Chinese consumers are undergoing a rapid evolution in taste, ditching flashy logos for more understated luxury products, according to the heads of several global luxury brands.
"There's one thing we have to watch happening in China, which is logo fatigue," said Gildo Zegna, CEO of Ermenegildo Zegna Group, which has 80 stores in 36 cities across China, at the International New York Times S.E.A of Luxury Conference on Thursday.
"It took 20 years to get this phenomenon in Japan, and it's taking less than 10 years in China, and it's going to take even less in Southeast Asia. We have to be careful not to become logo driven, because the customer wants style and sophistication," Zegna said.
As Chinese consumers become more discerning, their mindset that costlier products are of higher quality is fast disappearing, said experts.
"People say the Chinese consumer is affluent and can spend a lot of money, but they are changing, they are changing very fast. We're extremely sensitive to the velocity of change." said Patrick Zhong, head of global investments and strategies at Fosun - China's largest privately owned conglomerate - which acquired a 35 percent stake in Italian menswear manufacturer Caruso in September.
"There are 550 million people online every day, they get information through the internet and their mobile devices, and travel around the world," he added.
While growth in luxury spending in China is expected to moderate to 2.5 percent this year, down from 20 percent in the previous year, according to Bain, the country remains a key force in the global luxury market.
China accounts for about a third of the world's luxury consumption, which includes everything from cosmetics to private jets, jewelry and accessories like watches and handbags, according to consultancy A.T. Kearney.
It's no wonder that Chinese consumers are having a growing influence on the product strategies of luxury brands, said Andrew Keith, president of luxury multi-brand retailer Lane Crawford.
Finding new markets in China
As growth in luxury spending peters out in the major cities in China, brands are focusing their attention to the country's tier two and three cities for new opportunities.
(Read more: Luxury's hottest growth market: The US)

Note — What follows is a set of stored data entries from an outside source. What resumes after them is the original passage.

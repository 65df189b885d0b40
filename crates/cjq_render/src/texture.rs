//! GPU texture upload for sprite sheets and solid debug pixels.
//!
//! Sheets are pixel art drawn at 4x scale, so sampling is nearest-neighbor;
//! linear filtering would smear the frames into each other at the strip
//! boundaries.

pub struct Texture {
    pub texture: wgpu::Texture,
    pub view: wgpu::TextureView,
    pub sampler: wgpu::Sampler,
    pub size: (u32, u32),
}

impl Texture {
    /// Decode an encoded image (PNG) and upload it.
    pub fn from_bytes(
        device: &wgpu::Device,
        queue: &wgpu::Queue,
        bytes: &[u8],
        label: &str,
    ) -> Result<Self, String> {
        let img = image::load_from_memory(bytes)
            .map_err(|e| format!("Failed to decode image '{}': {e}", label))?
            .to_rgba8();
        let (width, height) = img.dimensions();
        Ok(Self::from_rgba8(device, queue, &img, width, height, label))
    }

    /// Upload raw RGBA8 pixels.
    pub fn from_rgba8(
        device: &wgpu::Device,
        queue: &wgpu::Queue,
        pixels: &[u8],
        width: u32,
        height: u32,
        label: &str,
    ) -> Self {
        let size = wgpu::Extent3d {
            width,
            height,
            depth_or_array_layers: 1,
        };
        let texture = device.create_texture(&wgpu::TextureDescriptor {
            label: Some(label),
            size,
            mip_level_count: 1,
            sample_count: 1,
            dimension: wgpu::TextureDimension::D2,
            format: wgpu::TextureFormat::Rgba8UnormSrgb,
            usage: wgpu::TextureUsages::TEXTURE_BINDING | wgpu::TextureUsages::COPY_DST,
            view_formats: &[],
        });

        queue.write_texture(
            wgpu::TexelCopyTextureInfo {
                texture: &texture,
                mip_level: 0,
                origin: wgpu::Origin3d::ZERO,
                aspect: wgpu::TextureAspect::All,
            },
            pixels,
            wgpu::TexelCopyBufferLayout {
                offset: 0,
                bytes_per_row: Some(4 * width),
                rows_per_image: Some(height),
            },
            size,
        );

        let view = texture.create_view(&wgpu::TextureViewDescriptor::default());
        let sampler = device.create_sampler(&wgpu::SamplerDescriptor {
            label: Some(label),
            address_mode_u: wgpu::AddressMode::ClampToEdge,
            address_mode_v: wgpu::AddressMode::ClampToEdge,
            address_mode_w: wgpu::AddressMode::ClampToEdge,
            mag_filter: wgpu::FilterMode::Nearest,
            min_filter: wgpu::FilterMode::Nearest,
            mipmap_filter: wgpu::FilterMode::Nearest,
            ..Default::default()
        });

        Self {
            texture,
            view,
            sampler,
            size: (width, height),
        }
    }
}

Michele Norsa, CEO of Salvatore Ferragamo, told CNBC he plans to add more stores in smaller Chinese cities in the near future.
"The spending power of consumers in tier two and three cities is at the same level as tier one. They are real fashion customers, they want style," said Keith of Lane Crawford.
This strategy has paid off for Zegna, which derives one-third of its sales in Asia from second and third tier cities in the mainland, including Harbin, Chongqing, Changsha and Wuhan. The remaining two-thirds of revenue come from tier one cities in the country, and the rest of Asia.